RFR: JDK-8031043 ClassValue's backing map should have a smaller initial size

Mon Jun 13 17:18:17 UTC 2016

Hi,

I explored various strategies to minimize worst-case lookup performance 
for MethodType keys in LinearProbeHashtable. One idea is from the 
"Hopscotch hashing" algorithm [1] which tries to optimize placement of 
keys by moving them around at each insertion or deletion. While a 
concurrent Hopscotch hashtable is possible, it requires additional 
"metadata" about buckets which complicates it and does not make it 
practical for implementing in Java until Java gets value types and 
arrays of them. The simplest idea until then is to optimize placement of 
keys when the table is rehashed. Normally when table is rehashed the old 
table is scanned and entries from it inserted into new table. To achieve 
similar effect to "Hopscotch hashing", the order in which keys are taken 
from the old table and inserted into new table is changed. Keys are 
ordered by increasing bucket index as it would be computed for the key 
in the new table. Inserting in this order minimizes the worst-case 
lookup performance. Doing this when rehashing and not at every insertion 
or deletion guarantees that at least half of keys are optimally placed.

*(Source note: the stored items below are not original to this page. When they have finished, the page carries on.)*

use bytes::BufMut;
use futures_util::TryStreamExt;
use warp::{http::StatusCode, multipart::FormData as MultipartForm, reply::Response, Rejection};

use crate::{
    actions::recipes as store,
    error::ApiError,
    filter::{QueryData, RecipeFilter},
    form::{FormData, WriteMode},
    jwt::SessionData,
    media::{media_url, remove_media, save_recipe_image, validate_image},
    responses::{json_response, no_content, respond, RecipeBody, RecipeImageBody, RecipeSummary},
    schema::Id,
    state::AppState,
    IMAGE_FIELD, MSG_NO_FILE,
};

pub async fn list_recipes(
    session: SessionData,
    query: QueryData,
    state: AppState,
) -> Result<Response, Rejection> {
    respond(
        async {
            let filter = RecipeFilter::from_query(&query)?;
            let recipes = store::list_recipes(session.user_id, &filter, &state.pool).await?;

            let body: Vec<RecipeSummary> = recipes
                .into_iter()
                .map(|recipe| RecipeSummary::new(recipe, &state.config.media_url))
                .collect();

            Ok::<_, ApiError>(json_response(&body, StatusCode::OK))
        }
        .await,
    )
}

pub async fn create_recipe(
    session: SessionData,
    body: FormData,
    state: AppState,
) -> Result<Response, Rejection> {
    respond(
        store::create_recipe(session.user_id, body, &state.pool)
            .await
            .map(|detail| {
                json_response(
                    &RecipeBody::new(detail, &state.config.media_url),
                    StatusCode::CREATED,
                )
            }),
    )
}

pub async fn retrieve_recipe(
    id: Id,
    session: SessionData,
    state: AppState,
) -> Result<Response, Rejection> {
    respond(
        store::get_recipe_detail(session.user_id, id, &state.pool)
            .await
            .map(|detail| {
                json_response(
                    &RecipeBody::new(detail, &state.config.media_url),
                    StatusCode::OK,
                )
            }),
    )
}

pub async fn update_recipe(
    id: Id,
    mode: WriteMode,
    session: SessionData,
    body: FormData,
    state: AppState,
) -> Result<Response, Rejection> {
    respond(
        store::update_recipe(session.user_id, id, body, mode, &state.pool)
            .await
            .map(|detail| {
                json_response(
                    &RecipeBody::new(detail, &state.config.media_url),
                    StatusCode::OK,
                )
            }),
    )
}

pub async fn delete_recipe(
    id: Id,
    session: SessionData,
    state: AppState,
) -> Result<Response, Rejection> {
    respond(
        async {
            let image = store::delete_recipe(session.user_id, id, &state.pool).await?;
            if let Some(image) = image {
                remove_media(&state.config.media_root, &image).await;
            }

            Ok::<_, ApiError>(no_content())
        }
        .await,
    )
}

fn multipart_error(e: warp::Error) -> ApiError {
    ApiError::non_field(&format!("Multipart form parse error - {e}"))
}

/// Collects the bytes of the `image` part. Other parts are skipped.
async fn read_image_part(mut form: MultipartForm) -> Result<Vec<u8>, ApiError> {
    while let Some(mut part) = form.try_next().await.map_err(multipart_error)? {
        if part.name() != IMAGE_FIELD {
            continue;
        }

        let mut bytes: Vec<u8> = Vec::new();
        while let Some(content) = part.data().await {
            bytes.put(content.map_err(multipart_error)?);
        }

        return Ok(bytes);
    }

    Err(ApiError::field(IMAGE_FIELD, MSG_NO_FILE))
}

/// Stores a new image for an owned recipe. The recipe is looked up before
/// the upload is read, and the file it replaces is removed afterwards.
pub async fn upload_image(
    id: Id,
    session: SessionData,
    form: MultipartForm,
    state: AppState,
) -> Result<Response, Rejection> {
    let root = &state.config.media_root;

    respond(
        async {
            store::get_recipe(session.user_id, id, &state.pool).await?;

            let bytes = read_image_part(form).await?;
            let format = validate_image(&bytes)?;
            let relative = save_recipe_image(root, &bytes, format).await?;

            let (recipe, previous) =
                match store::set_recipe_image(session.user_id, id, &relative, &state.pool).await {
                    Ok(updated) => updated,
                    Err(e) => {
                        remove_media(root, &relative).await;
                        return Err(e);
                    }
                };

            if let Some(previous) = previous.filter(|previous| *previous != relative) {
                remove_media(root, &previous).await;
            }

            let body = RecipeImageBody {
                id: recipe.id,
                image: recipe
                    .image
                    .map(|image| media_url(&state.config.media_url, &image)),
            };

            Ok::<_, ApiError>(json_response(&body, StatusCode::OK))
        }
        .await,
    )
}
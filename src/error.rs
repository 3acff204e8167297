//! Error types for the inventory store.

use crate::types::Quantity;
use thiserror::Error;

/// Main error type for store operations.
#[derive(Debug, Error)]
pub enum StoreError {
    #[error("IO error: {0}")]
    Io(#[from] std::io::Error),

    #[error("Item not found: {0}")]
    ItemNotFound(String),

    #[error("Invalid item id: {0:?}")]
    InvalidItemId(String),

    #[error("Quantity overflow for {item}: {op} {quantity} with {current} in stock")]
    QuantityOverflow {
        item: String,
        op: &'static str,
        current: Quantity,
        quantity: Quantity,
    },

    #[error("Serialization error: {0}")]
    Serialization(String),

    #[error("Deserialization error: {0}")]
    Deserialization(String),
}

impl StoreError {
    /// Whether the error came from the filesystem rather than from the data.
    pub fn is_io(&self) -> bool {
        matches!(self, StoreError::Io(_))
    }
}

impl From<serde_json::Error> for StoreError {
    fn from(e: serde_json::Error) -> Self {
        if e.is_io() {
            StoreError::Io(e.into())
        } else {
            StoreError::Deserialization(e.to_string())
        }
    }
}

/// Result type for store operations.
pub type Result<T> = std::result::Result<T, StoreError>;
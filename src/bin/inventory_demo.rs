//! Walks the inventory store through a short session: a few additions and
//! removals, a low-stock scan, a save/load round trip and a report.
//!
//! Usage: `inventory-demo [PATH]` (defaults to `inventory.json`).

use inventory_store::{ActivityLog, InventoryStore, Result, StoreConfig};
use std::path::PathBuf;
use tracing_subscriber::EnvFilter;

fn init_tracing() {
    let filter = EnvFilter::try_from_default_env().unwrap_or_else(|_| EnvFilter::new("info"));

    let _ = tracing_subscriber::fmt()
        .with_env_filter(filter)
        .with_writer(std::io::stderr)
        .with_target(false)
        .try_init();
}

fn main() -> Result<()> {
    init_tracing();

    let mut config = StoreConfig::default();
    if let Some(path) = std::env::args_os().nth(1) {
        config.path = PathBuf::from(path);
    }

    let mut store = InventoryStore::with_config(config);
    let mut log = ActivityLog::new();

    store.add_logged("apple", 10, &mut log)?;
    store.add_logged("banana", -2, &mut log)?;
    if let Err(e) = store.add_logged("", 10, &mut log) {
        tracing::warn!(error = %e, "skipped invalid addition");
    }
    store.remove("apple", 3)?;
    let outcome = store.remove("orange", 1)?;
    tracing::info!(?outcome, "removed orange");

    println!("Apple stock: {}", store.get_qty("apple")?);
    let low: Vec<String> = store.low_stock().into_iter().map(String::from).collect();
    println!("Low items: {:?}", low);

    store.save_default()?;
    store.load_default()?;
    store.print_report()?;

    for line in log.iter() {
        println!("{}", line);
    }

    Ok(())
}
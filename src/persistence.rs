//! JSON file codec for the item table.

use crate::error::{Result, StoreError};
use crate::table::StockTable;
use std::fs;
use std::path::Path;

/// Default inventory file name.
pub const DEFAULT_INVENTORY_FILE: &str = "inventory.json";

/// Read and parse a whole inventory file.
pub fn read_table(path: impl AsRef<Path>) -> Result<StockTable> {
    let content = fs::read_to_string(path.as_ref())?;
    let table = serde_json::from_str(&content)?;
    Ok(table)
}

/// Serialize the table and overwrite the file at `path`.
pub fn write_table(path: impl AsRef<Path>, table: &StockTable) -> Result<()> {
    let json = serde_json::to_string_pretty(table)
        .map_err(|e| StoreError::Serialization(e.to_string()))?;
    fs::write(path.as_ref(), json)?;
    Ok(())
}
//! Caller-owned activity log.
//!
//! The store never keeps a log of its own. Callers that want a human-readable
//! trail of additions pass an `ActivityLog` to `InventoryStore::add_logged`.

use crate::types::{ItemId, Quantity, Timestamp};

/// Ordered sequence of human-readable activity lines.
#[derive(Clone, Debug, Default, PartialEq, Eq)]
pub struct ActivityLog {
    entries: Vec<String>,
}

impl ActivityLog {
    pub fn new() -> Self {
        Self::default()
    }

    /// Record an addition as `<timestamp>: Added <qty> of <item>`.
    pub fn record_added(&mut self, at: Timestamp, item: &ItemId, quantity: Quantity) {
        self.entries
            .push(format!("{}: Added {} of {}", at, quantity, item));
    }

    pub fn entries(&self) -> &[String] {
        &self.entries
    }

    pub fn len(&self) -> usize {
        self.entries.len()
    }

    pub fn is_empty(&self) -> bool {
        self.entries.is_empty()
    }

    pub fn iter(&self) -> impl Iterator<Item = &str> {
        self.entries.iter().map(String::as_str)
    }
}
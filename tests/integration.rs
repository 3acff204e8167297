//! Integration tests for the inventory store.

use inventory_store::{ActivityLog, InventoryStore, RemoveOutcome, StoreConfig, REPORT_HEADER};
use tempfile::TempDir;

fn test_store(dir: &TempDir) -> InventoryStore {
    InventoryStore::with_config(StoreConfig {
        path: dir.path().join("inventory.json"),
        ..Default::default()
    })
}

// --- Realistic Workflow Tests ---

#[test]
fn test_demo_session() {
    let dir = TempDir::new().unwrap();
    let mut store = test_store(&dir);

    store.add("apple", 10).unwrap();
    store.add("banana", -2).unwrap();
    store.remove("apple", 3).unwrap();

    assert_eq!(store.get_qty("apple").unwrap(), 7);
    // add does no sign validation
    assert_eq!(store.get_qty("banana").unwrap(), -2);

    assert_eq!(store.remove("orange", 1).unwrap(), RemoveOutcome::Absent);
    assert!(!store.contains("orange"));
    assert_eq!(store.len(), 2);

    assert_eq!(store.low_stock(), vec!["banana"]);
}

#[test]
fn test_restock_clears_low_stock_alert() {
    let dir = TempDir::new().unwrap();
    let mut store = test_store(&dir);

    store.add("pear", 3).unwrap();
    assert!(store.scan_below_threshold(5).iter().any(|id| id == "pear"));

    store.add("pear", 10).unwrap();
    assert!(!store.scan_below_threshold(5).iter().any(|id| id == "pear"));
}

#[test]
fn test_save_then_load_round_trip() {
    let dir = TempDir::new().unwrap();
    let path = dir.path().join("snapshot.json");

    let mut store = test_store(&dir);
    store.add("zucchini", 4).unwrap();
    store.add("apple", 12).unwrap();
    store.add("kiwi", -1).unwrap();
    store.save(&path).unwrap();

    let mut reloaded = test_store(&dir);
    reloaded.add("stale", 1).unwrap();
    reloaded.load(&path).unwrap();

    let before: Vec<_> = store.iter().map(|(id, q)| (id.clone(), q)).collect();
    let after: Vec<_> = reloaded.iter().map(|(id, q)| (id.clone(), q)).collect();
    assert_eq!(before, after);
}

#[test]
fn test_saved_file_is_plain_json_object() {
    let dir = TempDir::new().unwrap();
    let mut store = test_store(&dir);
    store.add("apple", 7).unwrap();
    store.add("banana", -2).unwrap();
    store.save_default().unwrap();

    let content = std::fs::read_to_string(dir.path().join("inventory.json")).unwrap();
    let value: serde_json::Value = serde_json::from_str(&content).unwrap();
    assert_eq!(value, serde_json::json!({"apple": 7, "banana": -2}));
}

#[test]
fn test_load_hand_written_file() {
    let dir = TempDir::new().unwrap();
    let path = dir.path().join("inventory.json");
    std::fs::write(&path, r#"{"widget": 2, "gadget": 40}"#).unwrap();

    let store = InventoryStore::open_or_create(StoreConfig {
        path,
        low_stock_threshold: 10,
    })
    .unwrap();

    assert_eq!(store.get_qty("gadget").unwrap(), 40);
    assert_eq!(store.low_stock(), vec!["widget"]);
}

#[test]
fn test_report_after_reload() {
    let dir = TempDir::new().unwrap();
    let mut store = test_store(&dir);
    let mut log = ActivityLog::new();

    store.add_logged("apple", 10, &mut log).unwrap();
    store.add_logged("banana", -2, &mut log).unwrap();
    store.remove("apple", 3).unwrap();
    store.save_default().unwrap();
    store.load_default().unwrap();

    let mut out = Vec::new();
    store.write_report(&mut out).unwrap();
    let report = String::from_utf8(out).unwrap();
    let lines: Vec<&str> = report.lines().collect();
    assert_eq!(lines, vec![REPORT_HEADER, "apple -> 7", "banana -> -2"]);

    let entries: Vec<&str> = log.iter().collect();
    assert_eq!(entries.len(), 2);
    assert!(entries[0].ends_with(": Added 10 of apple"));
    assert!(entries[1].ends_with(": Added -2 of banana"));
}

#[test]
fn test_purged_item_reinserted_at_end() {
    let dir = TempDir::new().unwrap();
    let mut store = test_store(&dir);

    store.add("a", 1).unwrap();
    store.add("b", 1).unwrap();
    store.remove("a", 5).unwrap();
    store.add("a", 2).unwrap();

    let order: Vec<&str> = store.iter().map(|(id, _)| id.as_str()).collect();
    assert_eq!(order, vec!["b", "a"]);
}
//! # Inventory Store
//!
//! Tracks named item quantities in memory, persists them to a JSON file, and
//! reports low-stock items.
//!
//! ## Core Concepts
//!
//! - **Items**: a mapping from item id to signed quantity, kept in insertion order
//! - **Persistence**: the whole mapping is written to or read from one JSON object
//! - **Threshold scan**: items strictly below a cutoff, for reorder alerts
//!
//! ## Example
//!
//! ```no_run
//! use inventory_store::{ActivityLog, InventoryStore, RemoveOutcome};
//!
//! # fn main() -> inventory_store::Result<()> {
//! let mut store = InventoryStore::new();
//! let mut log = ActivityLog::new();
//!
//! store.add_logged("apple", 10, &mut log)?;
//! assert_eq!(store.remove("apple", 3)?, RemoveOutcome::Removed { remaining: 7 });
//! assert_eq!(store.remove("orange", 1)?, RemoveOutcome::Absent);
//!
//! store.save("inventory.json")?;
//! store.print_report()?;
//! # Ok(())
//! # }
//! ```

pub mod activity;
pub mod error;
pub mod persistence;
pub mod store;
pub mod table;
pub mod types;

// Re-exports
pub use activity::ActivityLog;
pub use error::{Result, StoreError};
pub use persistence::DEFAULT_INVENTORY_FILE;
pub use store::{InventoryStore, StoreConfig, DEFAULT_LOW_STOCK_THRESHOLD, REPORT_HEADER};
pub use table::StockTable;
pub use types::*;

Another strategy to minimize worst-case lookup performance is to use 
quadratic probe sequence instead of linear probe sequence. Normally, 
when looking up a key, slots in the table are probed in the following 
sequence (seq = 0, 1, 2 ...):

     index(seq) = (hashCode + seq) % tableLength

Quadratic probing uses the following probe sequence:

     index(seq) = (hashCode + seq * (seq + 1) / 2) % tableLength

Those two strategies can be combined. Here's a simulation of using those 
two strategies in an open-addressing hashtable:

http://cr.openjdk.java.net/~plevart/misc/LinearProbeHashTable/lpht_MethodType_probe_sequence.txt

Using those strategies does not affect the average length of probing 
sequence much (length of 0 means that the key was found at its home 
location, length of 1 means that one non-equal key was probed before 
finding the equal one, etc ...), but worst-case lookup performance is 
greatly impacted. Combining both strategies minimizes the worst-case 
lookup performance.

Benchmarking using those strategies reveals the average lookup 
performance is consistently better than using CHM:

http://cr.openjdk.java.net/~plevart/misc/LinearProbeHashTable/lpht_MethodType_bench.pdf

The last trick to make this happen is stolen from CHM. The method type's 
key is a WeakReference<MethodType> which caches the hashCode of 
MethodType. By using cached hashCode in the key's equals() 
implementation as a means of optimization, we achieve similar effect 
that CHM achieves when it caches key's hashCode(s) in its Entry objects.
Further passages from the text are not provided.